Less than a month before the law was to take full effect, on December 3, 2021, the California Department of Food and Agriculture released a list of revisions to Prop 12, including requirements for distributors to register with the department in order to do sales in the state. The registrations would not be required until 2023 for pork distributors and 2024 for pork producers.

Arguing that the regulations had not been finalized and compliance guidelines had not been provided, organizations including California’s Grocers Association, Restaurant Association, and Retailer’s Association sued the state to seek a delay in the enforcement of the rule until 28 months after requirements are finalized.

In late January, Judge James Arguelles of the California Superior Court in Sacramento County agreed with the groups to delay enforcement of the law for grocer, retailers, and restaurants, but only for six months after regulations are finalized.
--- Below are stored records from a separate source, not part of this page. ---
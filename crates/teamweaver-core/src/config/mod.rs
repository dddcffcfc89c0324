//! Run configuration: cost weights, team size, capacities, seeds.
//!
//! A [`MatchConfig`] is frozen at run start and threaded explicitly through
//! every kernel. Per-phase reruns apply a [`PhaseOverrides`] payload on top
//! of the run config; overrides are validated before any phase is queued.

pub mod constants;

use serde::{Deserialize, Serialize};
use std::collections::BTreeMap;
use std::time::Duration;
use uuid::Uuid;

use crate::error::{MatchError, MatchResult};
use constants::{
    DEFAULT_EMBEDDING_DIM, DEFAULT_PHASE_BUDGET, DEFAULT_RANDOM_SEED, DEFAULT_TEAM_SIZE,
    KMEDOIDS_MAX_ITER, MAX_TEAM_SIZE, MIN_TEAM_SIZE, WEIGHT_SUM_TOLERANCE,
};

/// Weights of the five cost terms. Must sum to exactly 1.0 (within
/// [`WEIGHT_SUM_TOLERANCE`]); each term must be a finite non-negative value.
#[derive(Debug, Clone, Copy, PartialEq, Serialize, Deserialize)]
pub struct CostWeights {
    /// Weight of the skill-gap term.
    pub skill_gap: f64,
    /// Weight of the role-alignment term.
    pub role_alignment: f64,
    /// Weight of the motivation-similarity term.
    pub motivation_similarity: f64,
    /// Weight of the ambiguity-fit term.
    pub ambiguity_fit: f64,
    /// Weight of the workload-fit term.
    pub workload_fit: f64,
}

impl Default for CostWeights {
    fn default() -> Self {
        Self {
            skill_gap: 0.35,
            role_alignment: 0.20,
            motivation_similarity: 0.15,
            ambiguity_fit: 0.20,
            workload_fit: 0.10,
        }
    }
}

impl CostWeights {
    /// Validate that every weight is finite and non-negative and that the
    /// five weights sum to 1.0 within tolerance.
    pub fn validate(&self) -> MatchResult<()> {
        let terms = [
            ("skill_gap", self.skill_gap),
            ("role_alignment", self.role_alignment),
            ("motivation_similarity", self.motivation_similarity),
            ("ambiguity_fit", self.ambiguity_fit),
            ("workload_fit", self.workload_fit),
        ];
        for (name, value) in terms {
            if !value.is_finite() || value < 0.0 {
                return Err(MatchError::InvalidInput {
                    field: format!("weights.{name}"),
                    reason: format!("must be a finite non-negative number, got {value}"),
                });
            }
        }
        let sum: f64 = terms.iter().map(|(_, v)| v).sum();
        if (sum - 1.0).abs() > WEIGHT_SUM_TOLERANCE {
            return Err(MatchError::InvalidInput {
                field: "weights".into(),
                reason: format!("must sum to 1.0, got {sum}"),
            });
        }
        Ok(())
    }
}

/// Frozen configuration for one pipeline run.
#[derive(Debug, Clone, PartialEq, Serialize, Deserialize)]
pub struct MatchConfig {
    /// Members per team, in `[MIN_TEAM_SIZE, MAX_TEAM_SIZE]`.
    pub team_size: usize,
    /// Cost term weights.
    pub weights: CostWeights,
    /// Per-problem team-count multiplier. Problems absent from the map get
    /// the derived default `ceil(|P| / (team_size * |Q|))`.
    #[serde(default, skip_serializing_if = "BTreeMap::is_empty")]
    pub per_problem_capacity: BTreeMap<Uuid, usize>,
    /// Seed for k-medoids initialization and heuristic tie-breaks.
    pub random_seed: u64,
    /// Expected motivation embedding dimension.
    pub embedding_dim: usize,
    /// Wall-clock budget per phase.
    #[serde(with = "duration_secs")]
    pub phase_budget: Duration,
    /// Maximum PAM refinement iterations.
    pub kmedoids_max_iter: usize,
}

mod duration_secs {
    use serde::{Deserialize, Deserializer, Serialize, Serializer};
    use std::time::Duration;

    pub fn serialize<S: Serializer>(d: &Duration, s: S) -> Result<S::Ok, S::Error> {
        d.as_secs_f64().serialize(s)
    }

    pub fn deserialize<'de, D: Deserializer<'de>>(d: D) -> Result<Duration, D::Error> {
        let secs = f64::deserialize(d)?;
        Ok(Duration::from_secs_f64(secs))
    }
}

impl Default for MatchConfig {
    fn default() -> Self {
        Self {
            team_size: DEFAULT_TEAM_SIZE,
            weights: CostWeights::default(),
            per_problem_capacity: BTreeMap::new(),
            random_seed: DEFAULT_RANDOM_SEED,
            embedding_dim: DEFAULT_EMBEDDING_DIM,
            phase_budget: DEFAULT_PHASE_BUDGET,
            kmedoids_max_iter: KMEDOIDS_MAX_ITER,
        }
    }
}

impl MatchConfig {
    /// Validate the full configuration.
    pub fn validate(&self) -> MatchResult<()> {
        self.weights.validate()?;
        if self.team_size < MIN_TEAM_SIZE || self.team_size > MAX_TEAM_SIZE {
            return Err(MatchError::InvalidInput {
                field: "team_size".into(),
                reason: format!(
                    "must be in [{MIN_TEAM_SIZE}, {MAX_TEAM_SIZE}], got {}",
                    self.team_size
                ),
            });
        }
        if self.embedding_dim == 0 {
            return Err(MatchError::InvalidInput {
                field: "embedding_dim".into(),
                reason: "must be positive".into(),
            });
        }
        for (problem_id, multiplier) in &self.per_problem_capacity {
            if *multiplier == 0 {
                return Err(MatchError::InvalidInput {
                    field: "per_problem_capacity".into(),
                    reason: format!("multiplier for problem {problem_id} must be positive"),
                });
            }
        }
        Ok(())
    }

    /// Produce the effective config for a rerun by applying overrides.
    ///
    /// The result is validated; an invalid override rejects the rerun
    /// before anything is queued.
    pub fn with_overrides(&self, overrides: &PhaseOverrides) -> MatchResult<Self> {
        let mut effective = self.clone();
        if let Some(weights) = overrides.weights {
            effective.weights = weights;
        }
        if let Some(team_size) = overrides.team_size {
            effective.team_size = team_size;
        }
        if let Some(capacity) = &overrides.per_problem_capacity {
            effective.per_problem_capacity = capacity.clone();
        }
        if let Some(seed) = overrides.random_seed {
            effective.random_seed = seed;
        }
        effective.validate()?;
        Ok(effective)
    }
}

/// Parameter overrides recognized on `start`/`rerun`.
#[derive(Debug, Clone, Default, PartialEq, Serialize, Deserialize)]
pub struct PhaseOverrides {
    /// Replacement cost weights; must sum to 1 within tolerance.
    #[serde(default, skip_serializing_if = "Option::is_none")]
    pub weights: Option<CostWeights>,
    /// Replacement team size in `[2, 10]`.
    #[serde(default, skip_serializing_if = "Option::is_none")]
    pub team_size: Option<usize>,
    /// Replacement per-problem capacity multipliers.
    #[serde(default, skip_serializing_if = "Option::is_none")]
    pub per_problem_capacity: Option<BTreeMap<Uuid, usize>>,
    /// Replacement random seed.
    #[serde(default, skip_serializing_if = "Option::is_none")]
    pub random_seed: Option<u64>,
}

impl PhaseOverrides {
    /// True when no parameter is overridden.
    pub fn is_empty(&self) -> bool {
        self.weights.is_none()
            && self.team_size.is_none()
            && self.per_problem_capacity.is_none()
            && self.random_seed.is_none()
    }
}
However, pork producers and suppliers are still subject to enforcement if the square-footage requirements are violated, which is, of course, where grocers, retailers, and restaurants get their product from. In this lawsuit, the requirements for veal calves and laying hens were not addressed and remain in effect.

As animal agriculture in California continues to move forward under these rulings, it will force the food supply chain to adjust. Companies are already limiting sales in the state to avoid the regulations of Prop 12.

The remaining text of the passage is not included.